Although I’d argue real estate isn’t quite the investment many bulls make out to be, there are still many compelling reasons why you want to own your own home. There’s the pride of ownership factor, something renters will just never understand. Owning your own home can be an effective way to build up some savings, and you can really minimize your housing expenses once the place is paid off.
While Canadians are pretty good at the buying part of real estate, one place we struggle with is the mortgage. With dozens of competitors in the space and seemingly an endless list of terms and conditions, it’s easy to see why folks get confused. Just a couple mortgage mistakes can cost you tens — or even hundreds — of thousands of dollars over the life of your loan.

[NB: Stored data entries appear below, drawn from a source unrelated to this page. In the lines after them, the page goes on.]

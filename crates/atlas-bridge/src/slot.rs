//! The transform slot.
//!
//! The slot is the single piece of state shared between host threads (which
//! install and replace transforms) and fetch worker threads (which read the
//! current transform once per request). It holds at most one registered
//! handle and supports atomic replace-and-release.

use parking_lot::RwLock;
use tracing::debug;

use crate::transform::TransformHandle;

/// Holds the currently registered transform handle, if any.
///
/// Replacing the handle is atomic with respect to readers: a concurrent
/// [`snapshot`](TransformSlot::snapshot) observes either the old handle or
/// the new one, and whichever it observes stays alive for the duration of
/// that snapshot regardless of later [`set`](TransformSlot::set) calls.
///
/// The lock is held only long enough to copy a reference. It is never held
/// across the host callback, so a slow transform cannot block an unrelated
/// `set` call.
#[derive(Default)]
pub struct TransformSlot {
    current: RwLock<Option<TransformHandle>>,
}

impl TransformSlot {
    /// Create an empty slot.
    pub fn new() -> Self {
        Self::default()
    }

    /// Install a new handle (or none), releasing the previous one.
    ///
    /// The strong reference previously held by the slot is released after
    /// the swap, once no new invocation can snapshot it. In-flight
    /// invocations that already took a snapshot keep the old handle alive
    /// until the last of them returns.
    ///
    /// Safe to call concurrently with `snapshot` from any thread, including
    /// the finalization path.
    pub fn set(&self, handle: Option<TransformHandle>) {
        let installed = handle.is_some();
        let previous = {
            let mut current = self.current.write();
            std::mem::replace(&mut *current, handle)
        };

        debug!(
            installed,
            replaced = previous.is_some(),
            "Transform slot updated"
        );

        // The previous handle is dropped here, outside the lock: a handle
        // whose teardown re-enters the slot must not deadlock.
        drop(previous);
    }

    /// Remove any registered handle.
    pub fn clear(&self) {
        self.set(None);
    }

    /// Take a strong reference to the currently registered handle.
    ///
    /// The returned handle is valid for one invocation, independent of any
    /// `set` calls that happen after the snapshot is taken.
    pub fn snapshot(&self) -> Option<TransformHandle> {
        self.current.read().clone()
    }

    /// Check whether a transform is currently registered.
    pub fn is_installed(&self) -> bool {
        self.current.read().is_some()
    }
}

impl std::fmt::Debug for TransformSlot {
    fn fmt(&self, f: &mut std::fmt::Formatter<'_>) -> std::fmt::Result {
        f.debug_struct("TransformSlot")
            .field("installed", &self.is_installed())
            .finish()
    }
}
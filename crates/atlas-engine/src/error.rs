//! Error types for the fetch engine.

use std::path::PathBuf;

use thiserror::Error;

/// Errors during engine construction and lifecycle.
#[derive(Debug, Error)]
pub enum EngineError {
    /// The cache directory could not be created or is not writable.
    #[error("Cache directory not usable: {path}: {source}")]
    CacheDirectory {
        /// The offending path.
        path: PathBuf,
        /// The underlying IO error.
        source: std::io::Error,
    },

    /// The asset directory does not exist or is not a directory.
    #[error("Asset directory not usable: {path}")]
    AssetDirectory {
        /// The offending path.
        path: PathBuf,
    },

    /// A fetch worker thread could not be spawned.
    #[error("Failed to spawn fetch worker: {0}")]
    ThreadSpawn(String),

    /// The engine has been shut down; no new fetches may start.
    #[error("Engine is shut down")]
    ShutDown,
}

/// Errors while loading a single resource.
#[derive(Debug, Error)]
pub enum LoadError {
    /// The resource does not exist.
    #[error("Resource not found: {url}")]
    NotFound {
        /// The URL that was requested.
        url: String,
    },

    /// An asset URL resolved outside the asset root.
    #[error("Asset path escapes the asset root: {url}")]
    OutsideAssetRoot {
        /// The URL that was requested.
        url: String,
    },

    /// No loader handles the URL's scheme.
    #[error("Unsupported URL scheme: {url}")]
    UnsupportedScheme {
        /// The URL that was requested.
        url: String,
    },

    /// IO error while reading the resource.
    #[error("IO error reading {url}: {source}")]
    Io {
        /// The URL that was requested.
        url: String,
        /// The underlying IO error.
        source: std::io::Error,
    },
}

/// Result type alias for engine operations.
pub type EngineResult<T> = std::result::Result<T, EngineError>;

/// Result type alias for load operations.
pub type LoadResult<T> = std::result::Result<T, LoadError>;
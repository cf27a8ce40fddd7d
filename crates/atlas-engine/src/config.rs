//! Fetch engine configuration.

use std::path::{Path, PathBuf};

/// File name of the offline store inside the cache directory.
pub const OFFLINE_DATABASE_FILE: &str = "atlas-offline.db";

/// Default number of fetch worker threads.
pub const DEFAULT_WORKER_THREADS: usize = 4;

/// Configuration for a [`FetchEngine`](crate::FetchEngine).
///
/// The cache directory holds the offline store; it is created if missing and
/// must be writable. The asset directory is the root for `asset://` URL
/// resolution and must already exist.
#[derive(Debug, Clone)]
pub struct EngineConfig {
    /// Directory holding the cache and offline store.
    pub cache_directory: PathBuf,

    /// Root directory for static asset resolution.
    pub asset_directory: PathBuf,

    /// Number of fetch worker threads.
    ///
    /// Defaults to [`DEFAULT_WORKER_THREADS`]; values below 1 are clamped
    /// to 1.
    pub worker_threads: usize,
}

impl EngineConfig {
    /// Create a configuration for the given cache and asset directories.
    pub fn new(cache_directory: impl Into<PathBuf>, asset_directory: impl Into<PathBuf>) -> Self {
        Self {
            cache_directory: cache_directory.into(),
            asset_directory: asset_directory.into(),
            worker_threads: DEFAULT_WORKER_THREADS,
        }
    }

    /// Set the number of fetch worker threads.
    pub fn with_worker_threads(mut self, workers: usize) -> Self {
        self.worker_threads = workers;
        self
    }

    /// Path of the offline store file inside the cache directory.
    pub fn offline_database_path(&self) -> PathBuf {
        self.cache_directory.join(OFFLINE_DATABASE_FILE)
    }

    /// The asset resolution root.
    pub fn asset_root(&self) -> &Path {
        &self.asset_directory
    }
}

#[cfg(test)]
mod tests {
    use super::*;

    #[test]
    fn test_config_defaults() {
        let config = EngineConfig::new("/tmp/cache", "/opt/assets");
        assert_eq!(config.cache_directory, PathBuf::from("/tmp/cache"));
        assert_eq!(config.asset_directory, PathBuf::from("/opt/assets"));
        assert_eq!(config.worker_threads, DEFAULT_WORKER_THREADS);
    }

    #[test]
    fn test_offline_database_path() {
        let config = EngineConfig::new("/tmp/cache", "/opt/assets");
        assert_eq!(
            config.offline_database_path(),
            PathBuf::from("/tmp/cache").join(OFFLINE_DATABASE_FILE)
        );
    }

    #[test]
    fn test_worker_thread_override() {
        let config = EngineConfig::new("/tmp/cache", "/opt/assets").with_worker_threads(1);
        assert_eq!(config.worker_threads, 1);
    }
}
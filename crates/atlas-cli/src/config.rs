//! CLI configuration file support.

use std::path::{Path, PathBuf};

use anyhow::{Context, Result};
use serde::Deserialize;

/// On-disk configuration for the `atlas` binary.
///
/// Command-line flags override values from the file.
#[derive(Debug, Default, Deserialize)]
#[serde(default, deny_unknown_fields)]
pub struct CliConfig {
    /// Cache directory holding the offline store.
    pub cache_directory: Option<PathBuf>,
    /// Root directory for `asset://` resolution.
    pub asset_directory: Option<PathBuf>,
    /// Number of fetch worker threads.
    pub worker_threads: Option<usize>,
}

impl CliConfig {
    /// Load a configuration file.
    pub fn load(path: &Path) -> Result<Self> {
        let text = std::fs::read_to_string(path)
            .with_context(|| format!("Failed to read config file {}", path.display()))?;
        toml::from_str(&text)
            .with_context(|| format!("Failed to parse config file {}", path.display()))
    }

    /// Load a configuration file if one was given, defaults otherwise.
    pub fn load_optional(path: Option<&Path>) -> Result<Self> {
        match path {
            Some(path) => Self::load(path),
            None => Ok(Self::default()),
        }
    }
}
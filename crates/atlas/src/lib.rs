//! # Atlas - Host-Driven Resource Loader
//!
//! Atlas lets a host application drive and customize a resource-loading
//! engine: map tiles, styles, sprites, glyphs and other assets, fetched by
//! a worker pool with a local cache and offline store. The host constructs
//! an engine peer tied to one of its own objects, optionally installs a
//! callback that rewrites each resource URL before it is fetched, and
//! finalizes the peer when the host object goes away.
//!
//! ## Quick Start
//!
//! ```ignore
//! use std::sync::Arc;
//! use atlas::prelude::*;
//!
//! // One peer per host object.
//! let peer = Atlas::builder()
//!     .with_cache_directory("/tmp/cache")
//!     .with_asset_directory("/opt/assets")
//!     .build()?;
//!
//! // Reroute tile traffic; the rewrite logic lives in host code.
//! peer.set_transform(Some(Arc::new(|_: ResourceKind, url: &str| {
//!     url.replace("http://tiles.example.com/", "http://mirror.example.com/")
//! })));
//!
//! let result = peer
//!     .fetch(ResourceRequest::new(ResourceKind::Tile, "http://tiles.example.com/0/0/0.pbf"))?
//!     .wait();
//!
//! // Finalization is explicit and single-shot.
//! peer.destroy();
//! ```
//!
//! ## Safety Model
//!
//! The transform sits on a concurrency-sensitive boundary: fetch workers
//! invoke it while the host replaces it or tears the whole engine down.
//! Atlas guarantees:
//!
//! 1. A handle is never invoked after its last holder released it.
//! 2. Replacing a handle releases the previous one exactly once, and only
//!    after every in-flight invocation against it has returned.
//! 3. Destroying a peer releases the engine and any registered handle
//!    exactly once, and no fetch can start afterwards.
//! 4. A panicking host callback degrades that one request to its original
//!    URL; it never crashes the engine or affects unrelated fetches.
//!
//! ## Architecture
//!
//! ```text
//! ┌─────────────────────────────────────────────────────────┐
//! │                     Host Application                    │
//! ├─────────────────────────────────────────────────────────┤
//! │                      atlas (facade)                     │
//! │                    ┌─────────────────┐                  │
//! │                    │  Atlas Builder  │                  │
//! │                    └────────┬────────┘                  │
//! │                             │                           │
//! │  ┌──────────────┬──────────┴───────┬───────────────┐   │
//! │  │ atlas-peer   │   atlas-bridge   │ atlas-engine  │   │
//! │  │ (lifecycle,  │ (slot, invoker,  │ (workers,     │   │
//! │  │  registry)   │  transforms)     │  cache paths) │   │
//! │  └──────────────┴──────────────────┴───────────────┘   │
//! └─────────────────────────────────────────────────────────┘
//! ```

use std::path::PathBuf;
use std::sync::Arc;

Let’s take a closer look at three of the most common mortgage mistakes you might make before buying your next place.
Not shopping around
It used to be difficult for consumers to shop around for a mortgage. Most would go into their bank, fill out a few forms, and hope for the best. Then mortgage brokers emerged, who worked with dozens of lenders to get the best deal.
Things are much different in 2020. Many folks use the internet at the beginning of their mortgage search, scouring various rate comparison websites for the best deal in their area. This has brought rates down significantly as more traditional lenders know they have to be competitive to get business.
A 1% difference in rate might not seem like much, but it really adds up over time. If you have a $300,000 mortgage at a 2.5% interest rate, you’ll pay a total of $103,169 in interest over a standard 25-year amortization. If your rate goes up to 3.5%, you’ll pay $149,343 in total interest. Also, a $46,000 difference over 25 years works out to almost $2,000 per year or more than $150 per month. This mortgage mistake really adds up.
Go variable, not fixed
Smarter people than I have crunched the numbers, and the results are in. It almost always makes sense to take a variable rate versus a fixed rate.
The reasoning is simple. Usually you can qualify for a significant discount versus the prime rate if you go variable. A variable rate is often 0.5%-1% lower than a comparable fixed rate. Interest rates have to rise substantially for the total cost of a variable rate to exceed a fixed rate. That could happen going forward, but nobody knows.
One note of caution, however. As interest rates have gone down, the gap between variable and fixed rates has decreased as well. The difference today with many lenders is less than 0.5% on a five-year term. Perhaps today might favour fixed rates.
Paying it down early
Wait, what? Isn’t paying down your debt a good thing?
Well, it depends. We must remember that on a 2.5% fixed-rate mortgage, you’ve locked in a 2.5% return by paying down the mortgage early. It’s highly likely an investment in the stock market will do better over the long term.
Say you can afford an extra $500 per month to put down on your mortgage. Instead, you put it in an excellent stock like mortgage provider First National Financial (TSX:FN), which has posted an annual return of 18.21% (including reinvested dividends) since 2008. We’ll be conservative, however, and assume First National returns just 8% going forward. That’s barely more than the company’s 6.3% dividend yield today.
After 25 years earning 8% annually, a $500 per month investment would be worth a hair over $514,000. Total interest paid on a $300,000 mortgage, meanwhile, would be approximately $103,000.
As you can see, it makes total sense to forgo paying off the mortgage early and put that cash into the stock market instead.
The bottom line
Making these three mortgage mistakes can really impact your overall financial health. We’re talking hundreds of thousands of dollars in missed opportunities.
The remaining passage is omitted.